RECORD EXCERPTS START
//! Python language extractor using tree-sitter

use crate::extractor::{Extraction, header_text, node_text};
use crate::parser_pool::{self, Grammar};
use sapwood_core::{EntityDetail, ParsedFile, RelationKind, SourceParser, TypeKind};
use std::path::Path;
use tree_sitter::Node;

pub struct PythonParser;

impl SourceParser for PythonParser {
    fn parse(&self, path: &Path, source: &str) -> Option<ParsedFile> {
        let tree = match parser_pool::parse(Grammar::Python, source) {
            Ok(tree) => tree,
            Err(e) => {
                tracing::warn!("Failed to parse {}: {}", path.display(), e);
                return None;
            }
        };
        let mut extraction = Extraction::new(path, source);
        let file_id = extraction.file_id().to_string();
        visit_block(&mut extraction, tree.root_node(), &file_id, None);
        Some(extraction.finish())
    }
}

/// Definitions directly under `block`. `class_name` is set inside a class body.
fn visit_block(ex: &mut Extraction<'_>, block: Node, scope: &str, class_name: Option<&str>) {
    let mut cursor = block.walk();
    let children: Vec<Node> = block.named_children(&mut cursor).collect();
    for node in children {
        let definition = if node.kind() == "decorated_definition" {
            match node.child_by_field_name("definition") {
                Some(definition) => definition,
                None => continue,
            }
        } else {
            node
        };
        match definition.kind() {
            "function_definition" => extract_function(ex, definition, node, scope, class_name),
            "class_definition" => extract_class(ex, definition, node, scope),
            "import_statement" | "import_from_statement" if class_name.is_none() => extract_imports(ex, definition),
            _ => {}
        }
    }
}

/// `outer` is the decorated wrapper when present, so entity content
/// includes the decorators.
fn extract_function(ex: &mut Extraction<'_>, node: Node, outer: Node, scope: &str, class_name: Option<&str>) {
    let source = ex.source();
    let Some(name) = node.child_by_field_name("name").map(|n| node_text(n, source)) else {
        return;
    };
    let body = node.child_by_field_name("body");
    let signature = header_text(node, body, source).trim_end_matches(':').trim().to_string();
    let is_async = signature.starts_with("async ");
    let (id, detail) = match class_name {
        Some(owner) => (
            ex.child_id(scope, name),
            EntityDetail::Method {
                owner: owner.to_string(),
                signature: Some(signature),
                is_async,
            },
        ),
        None => (
            ex.child_id(scope, name),
            EntityDetail::Function {
                signature: Some(signature),
                is_async,
            },
        ),
    };
    let docstring = body.and_then(|b| docstring(b, source));
    let id = ex.add_item(scope, id, name, detail, outer, docstring);
    if let Some(body) = body {
        collect_calls(ex, &id, body);
    }
}

fn extract_class(ex: &mut Extraction<'_>, node: Node, outer: Node, scope: &str) {
    let source = ex.source();
    let Some(name) = node.child_by_field_name("name").map(|n| node_text(n, source)) else {
        return;
    };
    let body = node.child_by_field_name("body");
    let fields = body.map(|b| class_attributes(b, source)).unwrap_or_default();
    let id = ex.child_id(scope, name);
    let id = ex.add_item(
        scope,
        id,
        name,
        EntityDetail::Type {
            type_kind: TypeKind::Class,
            fields,
        },
        outer,
        body.and_then(|b| docstring(b, source)),
    );

    if let Some(bases) = node.child_by_field_name("superclasses") {
        let mut cursor = bases.walk();
        let bases: Vec<Node> = bases.named_children(&mut cursor).collect();
        for base in bases {
            if let Some(base_name) = simple_name(base, source) {
                if base_name != "object" {
                    ex.reference(&id, &base_name, RelationKind::Extends);
                }
            }
        }
    }
    if let Some(body) = body {
        visit_block(ex, body, &id, Some(name));
    }
}

fn extract_imports(ex: &mut Extraction<'_>, node: Node) {
    let source = ex.source();
    let file_id = ex.file_id().to_string();
    let mut cursor = node.walk();
    let names: Vec<Node> = if node.kind() == "import_from_statement" {
        node.children_by_field_name("name", &mut cursor).collect()
    } else {
        node.named_children(&mut cursor).collect()
    };
    for imported in names {
        let target = match imported.kind() {
            "aliased_import" => imported.child_by_field_name("name"),
            "dotted_name" => Some(imported),
            _ => None,
        };
        if let Some(target) = target {
            ex.reference(&file_id, node_text(target, source), RelationKind::Imports);
        }
    }
}

fn collect_calls(ex: &mut Extraction<'_>, source_id: &str, body: Node) {
    let source = ex.source();
    let mut stack = vec![body];
    while let Some(node) = stack.pop() {
        if node.kind() == "call" {
            if let Some(callee) = node.child_by_field_name("function").and_then(|f| simple_name(f, source)) {
                ex.reference(source_id, &callee, RelationKind::Calls);
            }
        }
        let mut cursor = node.walk();
        stack.extend(node.named_children(&mut cursor));
    }
}

/// `foo` for `foo`, `self.foo` and `pkg.mod.foo`.
fn simple_name(node: Node, source: &str) -> Option<String> {
    match node.kind() {
        "identifier" => Some(node_text(node, source).to_string()),
        "attribute" => node
            .child_by_field_name("attribute")
            .map(|a| node_text(a, source).to_string()),
        _ => None,
    }
}

/// Names assigned at class level (`x = 1`, `y: int`).
fn class_attributes(body: Node, source: &str) -> Vec<String> {
    let mut cursor = body.walk();
    body.named_children(&mut cursor)
        .filter(|statement| statement.kind() == "expression_statement")
        .filter_map(|statement| statement.named_child(0))
        .filter(|expr| expr.kind() == "assignment")
        .filter_map(|assignment| assignment.child_by_field_name("left"))
        .filter(|left| left.kind() == "identifier")
        .map(|left| node_text(left, source).to_string())
        .collect()
}

/// First statement of `body` when it is a string literal.
fn docstring(body: Node, source: &str) -> Option<String> {
    let first = body.named_child(0)?;
    if first.kind() != "expression_statement" {
        return None;
    }
    let literal = first.named_child(0).filter(|n| n.kind() == "string")?;
    Some(strip_quotes(node_text(literal, source)))
}

fn strip_quotes(literal: &str) -> String {
    let unprefixed = literal.trim_start_matches(|c: char| c.is_ascii_alphabetic());
    let inner = ["\"\"\"", "'''", "\"", "'"]
        .iter()
        .find_map(|q| unprefixed.strip_prefix(q).and_then(|s| s.strip_suffix(q)))
        .unwrap_or(unprefixed);
    inner.trim().to_string()
}
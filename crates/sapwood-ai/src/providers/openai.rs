//! OpenAI provider implementation

use super::chat::ChatClient;
use crate::bridge::{Completion, InferenceProvider, ProviderConfig};
use crate::error::InferenceError;

pub const OPENAI_ENDPOINT: &str = "https://api.openai.com/v1/chat/completions";
pub const OPENAI_KEY_ENV: &str = "OPENAI_API_KEY";
pub const OPENAI_DEFAULT_MODEL: &str = "gpt-4o-mini";

pub struct OpenAIProvider {
    chat: ChatClient,
}

impl OpenAIProvider {
    pub fn new(config: &ProviderConfig) -> Result<Self, InferenceError> {
        let api_key = config.resolve_api_key(OPENAI_KEY_ENV)?;
        let chat = ChatClient::new(
            "OpenAI",
            config.base_url.as_deref().unwrap_or(OPENAI_ENDPOINT),
            api_key,
            config.model.as_deref().unwrap_or(OPENAI_DEFAULT_MODEL),
            config.request_timeout,
        )?
        .with_sampling(config.temperature, config.max_tokens);
        Ok(OpenAIProvider { chat })
    }
}

#[async_trait::async_trait]
impl InferenceProvider for OpenAIProvider {
    async fn generate(&self, system_prompt: &str, user_prompt: &str) -> Result<Completion, InferenceError> {
        self.chat.complete(system_prompt, user_prompt).await
    }

    fn name(&self) -> &str {
        "OpenAI"
    }

    fn model_identity(&self) -> String {
        format!("openai/{}", self.chat.model())
    }
}
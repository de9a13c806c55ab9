//! Symbol table for best-effort, name-based cross-file resolution
//!
//! Resolution is deliberately imprecise: when several entities share a name,
//! a candidate from the referencing file wins, otherwise the first
//! registered candidate wins. No type information is consulted.

use crate::model::{EntityDetail, Relation};
use crate::parser::RawReference;
use crate::store::EntityStore;
use dashmap::DashMap;
use std::path::{Path, PathBuf};

/// Symbol table mapping names to entity ids. Thread-safe for concurrent access.
pub struct SymbolTable {
    symbols: DashMap<String, Vec<Candidate>>,
    /// For fast file lookup: file path -> names registered from that file
    file_symbols: DashMap<PathBuf, Vec<String>>,
}

#[derive(Debug, Clone)]
struct Candidate {
    id: String,
    file: PathBuf,
}

/// Outcome of resolving a batch of references.
#[derive(Debug, Default, Clone, Copy, PartialEq, Eq)]
pub struct ResolutionStats {
    pub resolved: usize,
    pub unresolved: usize,
}

impl SymbolTable {
    pub fn new() -> Self {
        SymbolTable {
            symbols: DashMap::new(),
            file_symbols: DashMap::new(),
        }
    }

    /// Register every definition in the store. Files and imports are not
    /// call targets and are skipped.
    pub fn from_store(store: &EntityStore) -> Self {
        let table = SymbolTable::new();
        for entity in store.entities() {
            match &entity.detail {
                EntityDetail::File { .. } | EntityDetail::Import { .. } => continue,
                EntityDetail::Method { owner, .. } => {
                    let qualified = format!("{}::{}", owner, entity.name);
                    table.insert(qualified, entity.id.clone(), entity.file_path());
                }
                _ => {}
            }
            table.insert(entity.name.clone(), entity.id.clone(), entity.file_path());
        }
        table
    }

    /// Insert a symbol. Later candidates for the same name are kept behind earlier ones.
    pub fn insert(&self, name: String, id: String, file_path: &Path) {
        self.symbols
            .entry(name.clone())
            .or_insert_with(Vec::new)
            .push(Candidate {
                id,
                file: file_path.to_path_buf(),
            });
        self.file_symbols
            .entry(file_path.to_path_buf())
            .or_insert_with(Vec::new)
            .push(name);
    }

    /// Look up all ids registered under a name.
    pub fn lookup(&self, name: &str) -> Vec<String> {
        self.symbols
            .get(name)
            .map(|r| r.value().iter().map(|c| c.id.clone()).collect())
            .unwrap_or_default()
    }

    /// Pick one target for `name` as seen from `from_file`, never `exclude`.
    ///
    /// Tries the full name first, then its last path segment (`a::b::c`,
    /// `a.b.c` -> `c`).
    pub fn resolve(&self, name: &str, from_file: Option<&Path>, exclude: &str) -> Option<String> {
        let last_segment = name
            .rsplit(|c: char| c == ':' || c == '.')
            .find(|s| !s.is_empty())
            .unwrap_or(name);

        for key in [name, last_segment] {
            let Some(candidates) = self.symbols.get(key) else {
                continue;
            };
            let eligible = || candidates.iter().filter(|c| c.id != exclude);
            let same_file = from_file.and_then(|f| eligible().find(|c| c.file == f));
            if let Some(c) = same_file.or_else(|| eligible().next()) {
                return Some(c.id.clone());
            }
        }
        None
    }

    /// Resolve raw references against this table and add the resulting
    /// relations to the store.
    pub fn resolve_into(&self, store: &mut EntityStore, references: &[RawReference]) -> ResolutionStats {
        let mut stats = ResolutionStats::default();
        for reference in references {
            let from_file = store
                .entity(&reference.source_id)
                .map(|e| e.file_path().to_path_buf());
            let target = self.resolve(&reference.target_name, from_file.as_deref(), &reference.source_id);
            let added = target.is_some_and(|target| {
                store.add_relation(
                    Relation::new(reference.source_id.clone(), target, reference.kind)
                        .with_weight(reference.weight),
                )
            });
            if added {
                stats.resolved += 1;
            } else {
                tracing::debug!(
                    "Unresolved {} reference from {} to {}",
                    reference.kind.as_str(),
                    reference.source_id,
                    reference.target_name
                );
                stats.unresolved += 1;
            }
        }
        stats
    }

    /// Get all names registered from a file.
    pub fn symbols_in_file(&self, file_path: &Path) -> Vec<String> {
        self.file_symbols
            .get(file_path)
            .map(|r| r.value().clone())
            .unwrap_or_default()
    }

    /// Remove all symbols for a file (useful for incremental re-indexing).
    pub fn remove_file(&self, file_path: &Path) {
        if let Some((_, names)) = self.file_symbols.remove(file_path) {
            for name in names {
                if let Some(mut candidates) = self.symbols.get_mut(&name) {
                    candidates.retain(|c| c.file != file_path);
                }
                self.symbols.remove_if(&name, |_, v| v.is_empty());
            }
        }
    }
}

impl Default for SymbolTable {
    fn default() -> Self {
        Self::new()
    }
}
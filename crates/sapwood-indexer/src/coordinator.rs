//! Orchestrates parallel indexing

use crate::config::IndexOptions;
use crate::languages::LanguageRegistry;
use crate::walker;
use anyhow::{Context, Result};
use rayon::prelude::*;
use sapwood_core::{CoreError, EntityStore, ParsedFile, RawReference, SourceParser, SymbolTable};
use serde::Serialize;
use std::path::Path;

/// Counts from one indexing pass.
#[derive(Debug, Clone, Copy, Default, PartialEq, Eq, Serialize)]
pub struct IndexStats {
    pub files_found: usize,
    pub files_parsed: usize,
    pub entities: usize,
    pub relations: usize,
    pub duplicates: usize,
    pub resolved_references: usize,
    pub unresolved_references: usize,
}

/// A populated store plus what it took to build it.
#[derive(Debug)]
pub struct IndexResult {
    pub store: EntityStore,
    pub stats: IndexStats,
}

pub struct Coordinator {
    options: IndexOptions,
    registry: LanguageRegistry,
}

impl Coordinator {
    pub fn new(options: IndexOptions) -> Self {
        let registry = LanguageRegistry::new(&options.languages);
        Coordinator { options, registry }
    }

    pub fn options(&self) -> &IndexOptions {
        &self.options
    }

    /// Walk `root`, parse every supported file in parallel, then resolve
    /// cross-file references against the finished store.
    pub fn run_full_index(&self, root: &Path) -> Result<IndexResult> {
        let root = root
            .canonicalize()
            .with_context(|| format!("Cannot open repository root {}", root.display()))?;
        let files = walker::collect_files(&root, &self.options, &self.registry)?;

        let parsed: Vec<ParsedFile> = files
            .par_iter()
            .filter_map(|relative| {
                let source = match std::fs::read_to_string(root.join(relative)) {
                    Ok(source) => source,
                    Err(e) => {
                        tracing::warn!("Skipping {}: {}", relative.display(), e);
                        return None;
                    }
                };
                self.registry.parse(relative, &source)
            })
            .collect();

        let mut stats = IndexStats {
            files_found: files.len(),
            files_parsed: parsed.len(),
            ..IndexStats::default()
        };
        let mut store = EntityStore::new();
        let mut relations = Vec::new();
        let mut references: Vec<RawReference> = Vec::new();
        for file in parsed {
            for entity in file.entities {
                match store.add_entity(entity) {
                    Ok(()) => {}
                    Err(CoreError::DuplicateId(id)) => {
                        tracing::warn!("Duplicate entity id {}, keeping the first", id);
                        stats.duplicates += 1;
                    }
                    Err(e) => return Err(e.into()),
                }
            }
            relations.extend(file.relations);
            references.extend(file.references);
        }
        for relation in relations {
            store.add_relation(relation);
        }

        let symbols = SymbolTable::from_store(&store);
        let resolution = symbols.resolve_into(&mut store, &references);
        stats.entities = store.len();
        stats.relations = store.relation_count();
        stats.resolved_references = resolution.resolved;
        stats.unresolved_references = resolution.unresolved;

        tracing::info!(
            "Indexed {} files: {} entities, {} relations ({} of {} references resolved)",
            stats.files_parsed,
            stats.entities,
            stats.relations,
            stats.resolved_references,
            references.len()
        );
        Ok(IndexResult { store, stats })
    }
}

/// Index `root` with `options`.
pub fn index_repository(root: &Path, options: &IndexOptions) -> Result<IndexResult> {
    Coordinator::new(options.clone()).run_full_index(root)
}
RECORD EXCERPTS END
WHAT TO PRODUCE: What is the number of lines above that hold the word "value"? Answer with that number alone.

ANSWER BOX: 2